Ехали мы скучной, однообразной пустыней недолго: вдали показались пирамиды. Вскоре и Каир. Поместили нас в отеле. Обедали в греческом ресторане. Посмотрели и центр города. Европейский город красив и благоустроен, но свернешь немного в сторону — и уже начинаются узкие кривые улочки со снующей по ним беднотой. У многих женщин лица закрыты чадрой. Мужчины-арабы одеты или в свои национальные костюмы, или в европейские, но с неизменной феской на голове. Как среди женщин, так и среди мужчин встречается много красивых, обращающих на себя внимание типов.
Всей гурьбой отправились мы на трамвае в зоологический, он же и ботанический сад. Дорогой пришлось проезжать красивейшую часть города, расположенную по Нилу. По берегу были разбросаны богатейшие виллы и большие дома, буквально утопавшие в сплошном море садов с яркими цветниками, казавшимися огромными букетами. Обвитые находившейся как раз в цвету глицинией, и виллы и дома возвышались высокими цветущими купами — голубыми, розовыми, белыми. Переехали на ту сторону Нила. Ни ботанический, ни зоологический сад не представляли собой ничего интересного, но у большой клетки со множеством обезьян нас ожидало большое и забавное развлечение.
Кому-то из нас взбрело в голову бросить во внутренность клетки большой бинт, зацепившийся за сук сухого дерева, на котором обезьянки производили свои эквилибристические упражнения. Тотчас же к нему подскочила одна обезьянка, обнюхала и отбросила. Отброшенный бинт начал раскручиваться в своем полете и вызвал восторженный визг обезьянки. Бинт тотчас же стал предметом вожделения всех остальных обезьян, пытавшихся захватить его в свое личное пользование. Распускавшийся все более и более бинт длинной белой лентой пополз по всем сукам дерева, собрав на всем своем протяжении столь же длинную гирлянду из обезьяньих тел, боровшихся за обладание этой невиданной игрушкой. Подбросили еще один бинт, и суматоха в клетке достигла своего апогея. Глядя на эту возню, мы хохотали от души и сперва не обратили внимания на собравшуюся возле нас толпу местных жителей, чье внимание было обращено не в сторону обезьян, а в нашу, ибо для них мы представляли собой большую диковину.
Вернулись мы в отель, немного отдохнули, произвели бесплодную попытку привести себя в относительный порядок и отправились в городской сад, где уже гремел арабский духовой оркестр характерными звуками восточной музыки. Провели нас в большой павильон с открытой верандой, на которой нам предстояло выступать. В нем нам отвели две комнаты. В том же павильоне имелся ресторан-кафе. Перед верандой, за многочисленными столиками или прохаживаясь по аллеям пестрая толпа ожидает начала дивертисмента. Много нарядных туалетов европейцев, много восточных халатов, интригующие чадры женщин.

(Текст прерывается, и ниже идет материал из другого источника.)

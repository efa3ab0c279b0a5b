/*!
Recursive-descent parser over an immutable token slice.

Grammar (EBNF, condensed)
-------------------------

```text
program        → declaration* EOF ;
declaration    → funDecl | varDecl | statement ;
funDecl        → "fun" IDENT "(" parameters? ")" block ;
varDecl        → "var" IDENT ( "=" expression )? ";" ;
statement      → exprStmt | printStmt | whileStmt | forStmt
               | ifStmt | block | returnStmt ;
exprStmt       → expression ";" ;
printStmt      → "print" expression ";" ;
whileStmt      → "while" "(" expression ")" statement ;
forStmt        → "for" "(" ( varDecl | exprStmt | ";" )
                 expression? ";" expression? ")" statement ;
ifStmt         → "if" "(" expression ")" statement
               ( "else" statement )? ;
block          → "{" declaration* "}" ;
parameters     → IDENT ( "," IDENT )* ;
expression     → assignment ;
assignment     → IDENT "=" assignment | ternary ;
ternary        → logic_or ( "?" expression ":" ternary )? ;
logic_or       → logic_and ( "or" logic_and )* ;
logic_and      → equality  ( "and" equality )* ;
equality       → comparison ( ( "!=" | "==" ) comparison )* ;
comparison     → term ( ( ">" | ">=" | "<" | "<=" ) term )* ;
term           → factor ( ( "-" | "+" ) factor )* ;
factor         → unary ( ( "/" | "*" ) unary )* ;
unary          → ( "!" | "-" ) unary | call ;
call           → primary ( "(" arguments? ")" )* ;
arguments      → expression ( "," expression )* ;
primary        → NUMBER | STRING | "true" | "false" | "nil"
               | IDENT | "(" expression ")" ;
```

`for` has no AST node of its own: it is rewritten here into an optional
initializer block wrapping a `while` whose condition defaults to `true` and
whose body appends the increment expression.

Error recovery
--------------

A parse error inside one declaration is reported to the [`Diagnostics`] sink
and the parser **synchronizes**: it discards tokens until a `;` or a keyword
that starts a new statement, then resumes. One malformed statement therefore
costs one diagnostic, and a file with N independent syntax errors yields all
N diagnostics in a single pass. The argument/parameter cap of 255 is checked
the same way, reported without aborting the production.
*/

use crate::error::{Diagnostics, Result, RillError};
use crate::expr::{next_expr_id, Expr, LiteralValue};
use crate::stmt::{FunctionDecl, Stmt};
use crate::token::{Token, TokenType};

use log::{debug, info};
use std::rc::Rc;

/// Top-level parser over an immutable slice of tokens.
pub struct Parser<'t, 'd> {
    tokens: &'t [Token],
    current: usize,
    diagnostics: &'d mut Diagnostics,
}
//! Module `scanner` implements a one-pass, streaming lexer for the rill
//! language.
//!
//! It transforms a byte slice (`&[u8]`) into a sequence of [`Token`]s,
//! skipping whitespace and comments, and emitting exactly one `EOF` token at
//! the end. Designed as a `FusedIterator`, it can be chained safely with
//! other iterator adapters.
//!
//! Each `.next()` yields `Result<Token, RillError>`: `Ok(token)` is a scanned
//! token and `Err` reports a lexing error with line information. Errors do
//! not stop the stream; callers that keep iterating after an `Err` receive
//! the remaining tokens, so a file with several bad characters produces every
//! diagnostic in one pass.
//!
//! The input must be valid UTF-8; the driver validates before handing the
//! bytes over. Lexing itself is byte-oriented: all structural characters are
//! ASCII, multi-byte sequences can only occur inside string literals, and
//! comment skipping fast-forwards to the next newline with `memchr`.

use crate::error::{Result, RillError};
use crate::token::{Token, TokenType};
use log::{debug, info};
use memchr::memchr;
use phf::phf_map;
use std::iter::FusedIterator;

// ─────────────────────────────────────────────────────────────────────────────
// Static keyword map (compile-time perfect hash)
// ─────────────────────────────────────────────────────────────────────────────

static KEYWORDS: phf::Map<&'static [u8], TokenType> = phf_map! {
    b"and"    => TokenType::AND,
    b"class"  => TokenType::CLASS,
    b"else"   => TokenType::ELSE,
    b"false"  => TokenType::FALSE,
    b"fun"    => TokenType::FUN,
    b"for"    => TokenType::FOR,
    b"if"     => TokenType::IF,
    b"nil"    => TokenType::NIL,
    b"or"     => TokenType::OR,
    b"print"  => TokenType::PRINT,
    b"return" => TokenType::RETURN,
    b"super"  => TokenType::SUPER,
    b"this"   => TokenType::THIS,
    b"true"   => TokenType::TRUE,
    b"var"    => TokenType::VAR,
    b"while"  => TokenType::WHILE,
};

/// A single pass **scanner / lexer** that converts raw UTF-8 bytes into a
/// sequence of [`Token`]s. Lexemes are copied out of the buffer, so the
/// tokens own their text and may outlive the source (the REPL relies on
/// this).
pub struct Scanner<'a> {
    src: &'a [u8],              // entire source buffer
    start: usize,               // index of the *first* byte of the current lexeme
    curr: usize,                // index *one past* the last byte examined
    line: usize,                // 1-based line counter (\n increments)
    pending: Option<TokenType>, // recognised token kind waiting to be emitted
}

impl<'a> Scanner<'a> {
    /// Create a new lexer over `src`. The buffer must be valid UTF-8.
    #[inline]
    pub fn new(src: &'a [u8]) -> Self {
        info!("Scanner created over {} bytes", src.len());

        Self {
            src,
            start: 0,
            curr: 0,
            line: 1,
            pending: None,
        }
    }

    // ───────────────────────────── primitive helpers ────────────────────────

    /// Return the length of the input slice.
    #[inline(always)]
    const fn len(&self) -> usize {
        self.src.len()
    }

    /// Are we at (or past) the end of input?
    #[inline(always)]
    fn is_at_end(&self) -> bool {
        self.curr >= self.len()
    }

    /// Advance one byte and return it. *Panics* if called at EOF; higher
    /// level code always guards with [`Self::is_at_end`].
    #[inline(always)]
    fn advance(&mut self) -> u8 {
        let b = self.src[self.curr];
        self.curr += 1;
        b
    }

    /// Peek at the current byte without consuming it. Returns `0` if past EOF
    /// to avoid branching at call-site.
    #[inline(always)]
    fn peek(&self) -> u8 {
        if self.is_at_end() {
            0
        } else {
            self.src[self.curr]
        }
    }

    /// Peek one byte beyond [`Self::peek`]. Safe at EOF.
    #[inline(always)]
    fn peek_next(&self) -> u8 {
        if self.curr + 1 >= self.len() {
            0
        } else {
            self.src[self.curr + 1]
        }
    }

    /// Conditionally consume a byte **iff** it matches `expected`.
    /// Returns `true` on success so callers can branch inline without an else.
    #[inline(always)]
    fn match_byte(&mut self, expected: u8) -> bool {
        if !self.is_at_end() && self.peek() == expected {
            self.advance();
            true
        } else {
            false
        }
    }

    /// The current lexeme as text.
    ///
    /// SAFETY: `start..curr` always falls on character boundaries. The input
    /// is valid UTF-8 (constructor contract) and every lexeme either starts
    /// and ends on ASCII bytes or is a string literal delimited by ASCII
    /// quotes.
    #[inline(always)]
    fn lexeme(&self, from: usize, to: usize) -> &'a str {
        unsafe { std::str::from_utf8_unchecked(&self.src[from..to]) }
    }

    // ───────────────────────────── core lexing ─────────────────────────────

    /// Scan a *single* token starting at `self.curr`. If the lexeme produces
    /// an actual token the kind is stored in `self.pending`. Whitespace and
    /// comments are skipped by returning `Ok(())` with `pending = None`.
    fn scan_token(&mut self) -> Result<()> {
        let b = self.advance();

        match b {
            // ── single-character punctuators ──────────────────────────────
            b'(' => self.pending = Some(TokenType::LEFT_PAREN),
            b')' => self.pending = Some(TokenType::RIGHT_PAREN),
            b'{' => self.pending = Some(TokenType::LEFT_BRACE),
            b'}' => self.pending = Some(TokenType::RIGHT_BRACE),
            b',' => self.pending = Some(TokenType::COMMA),
            b'.' => self.pending = Some(TokenType::DOT),
            b'-' => self.pending = Some(TokenType::MINUS),
            b'+' => self.pending = Some(TokenType::PLUS),
            b';' => self.pending = Some(TokenType::SEMICOLON),
            b':' => self.pending = Some(TokenType::COLON),
            b'?' => self.pending = Some(TokenType::QUESTION),
            b'*' => self.pending = Some(TokenType::STAR),

            // ── two-character operators (!=, ==, <=, >=) ─────────────────
            b'!' => {
                let tt = if self.match_byte(b'=') {
                    TokenType::BANG_EQUAL
                } else {
                    TokenType::BANG
                };

                self.pending = Some(tt);
            }

            b'=' => {
                let tt = if self.match_byte(b'=') {
                    TokenType::EQUAL_EQUAL
                } else {
                    TokenType::EQUAL
                };

                self.pending = Some(tt);
            }

            b'<' => {
                let tt = if self.match_byte(b'=') {
                    TokenType::LESS_EQUAL
                } else {
                    TokenType::LESS
                };

                self.pending = Some(tt);
            }

            b'>' => {
                let tt = if self.match_byte(b'=') {
                    TokenType::GREATER_EQUAL
                } else {
                    TokenType::GREATER
                };

                self.pending = Some(tt);
            }

            // ── whitespace / newline ─────────────────────────────────────
            b' ' | b'\r' | b'\t' => {
                return Ok(()); // skip insignificants
            }

            b'\n' => {
                self.line += 1; // track for diagnostics

                return Ok(());
            }

            // ── comments (// ... until newline) ──────────────────────────
            b'/' => {
                if self.match_byte(b'/') {
                    // Fast-forward to the next newline using `memchr`.
                    // If none found, skip to EOF.
                    if let Some(pos) = memchr(b'\n', &self.src[self.curr..]) {
                        self.curr += pos;
                    } else {
                        self.curr = self.len();
                    }

                    return Ok(());
                }

                self.pending = Some(TokenType::SLASH);
            }

            // ── string literal " ... " ───────────────────────────────────
            b'"' => {
                return self.parse_string();
            }

            // ── number literal (digit-leading) ───────────────────────────
            b'0'..=b'9' => {
                self.parse_number();
            }

            // ── identifiers / keywords (alpha or underscore-leading) ─────
            b'a'..=b'z' | b'A'..=b'Z' | b'_' => {
                self.parse_identifier();
            }

            // ── unexpected character ─────────────────────────────────────
            _ => {
                return Err(RillError::lex(
                    self.line,
                    format!("Unexpected character: {}", b as char),
                ));
            }
        }

        Ok(())
    }

    /// Parse a double-quoted string literal.
    ///
    /// * `self.start` still points to the opening `"`.
    /// * When we return, `self.curr` points **past** the closing `"`.
    ///
    /// Strings may span lines; each embedded newline bumps the line counter.
    fn parse_string(&mut self) -> Result<()> {
        while !self.is_at_end() && self.peek() != b'"' {
            if self.advance() == b'\n' {
                self.line += 1;
            }
        }

        if self.is_at_end() {
            return Err(RillError::lex(self.line, "Unterminated string."));
        }

        self.advance(); // consume closing quote

        // Slice excluding the surrounding quotes.
        let s: &str = self.lexeme(self.start + 1, self.curr - 1);

        self.pending = Some(TokenType::STRING(s.to_owned()));

        Ok(())
    }

    /// Parse a numeric literal (`123`, `3.14`). Fractions are optional; a
    /// trailing `.` without a following digit is left for the next token.
    fn parse_number(&mut self) {
        while self.peek().is_ascii_digit() {
            self.advance();
        }

        // Optional fractional part.
        if self.peek() == b'.' && self.peek_next().is_ascii_digit() {
            self.advance(); // consume "."

            while self.peek().is_ascii_digit() {
                self.advance();
            }
        }

        let s: &str = self.lexeme(self.start, self.curr);
        let n: f64 = s.parse::<f64>().unwrap_or(0.0); // parse never fails (checked digits)
        self.pending = Some(TokenType::NUMBER(n));
    }

    /// Parse an identifier and decide if it is a **keyword** or a generic
    /// `IDENTIFIER` token.
    fn parse_identifier(&mut self) {
        while {
            let c: u8 = self.peek();
            c.is_ascii_alphanumeric() || c == b'_'
        } {
            self.advance();
        }

        let slice: &[u8] = &self.src[self.start..self.curr];

        let tt: TokenType = KEYWORDS
            .get(slice)
            .cloned()
            .unwrap_or(TokenType::IDENTIFIER);

        self.pending = Some(tt);
    }
}

// ───────────────────────── Iterator implementation ─────────────────────────

impl<'a> Iterator for Scanner<'a> {
    type Item = Result<Token>; // alias = Result<T, RillError>

    fn next(&mut self) -> Option<Self::Item> {
        // Loop until we either emit a token, hit EOF, or see an error.
        while self.curr <= self.len() {
            // 1. EOF guard: emit exactly one EOF then terminate.
            if self.curr == self.len() {
                self.curr += 1; // ensure fused semantics
                return Some(Ok(Token::new(TokenType::EOF, "", self.line)));
            }

            // 2. Reset per-token state.
            self.start = self.curr;
            self.pending = None;

            // 3. Attempt to scan a token.
            if let Err(e) = self.scan_token() {
                return Some(Err(e));
            }

            // 4. If a real token was recognised, build and return it.
            if let Some(tt) = self.pending.take() {
                let lex: &str = self.lexeme(self.start, self.curr);
                debug!("Scanned token ({:?}) on line {}", tt, self.line);

                return Some(Ok(Token::new(tt, lex, self.line)));
            }
            // Otherwise it was whitespace / comment: continue loop.
        }

        None // already yielded EOF
    }
}

impl<'a> FusedIterator for Scanner<'a> {}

Испытывавший еще с утра волнение, наш регент «для храбрости» слегка выпил, но так как храбрость медлила вернуться к нему, то и выпил он больше чем следовало. Вышли мы, построились, запели. Публика приняла нас хорошо. Непредвиденным оказалось только то, что регента слегка покачивало, с каждым номером все заметнее и заметнее, пока, наконец, на последнем номере отделения храбрость не вернулась к нему окончательно; повернулся он лицом к публике и продолжал «дирижировать» — неизвестно кем и часто невпопад. Допели мы кое-как и скрылись внутрь павильона. Дамы наши — в слезы! Что делать с «обуянным храбростью» человеком, выражающим твердое намерение управлять и дальше? Решили запереть своего регента в дальнюю комнату. Выручил всех поручик Свечкарев, умевший дать тон и как-то «проуправлять». Как только мы вышли и запели, сразу сзади раздался вопль обиженного насмерть регента, к счастью приглушенный двумя закрытыми на ключ дверями. Отделение прошло благополучно.
На следующий вечер наше выступление должно было быть повторено, а днем мы решили всей группой побывать на пирамидах. Утром, после завтрака, отправились мы на остановку трамвая, специально идущего к пирамидам, в 10 километрах от Каира. На трамвайной остановке нас буквально облепили проводники. Как мы ни отбивались, за каждым из нас неотступно следовал бедный босой феллах. Наши капиталы — считаные и пересчитаные гроши; наше опасение — а вдруг не хватит на расплату?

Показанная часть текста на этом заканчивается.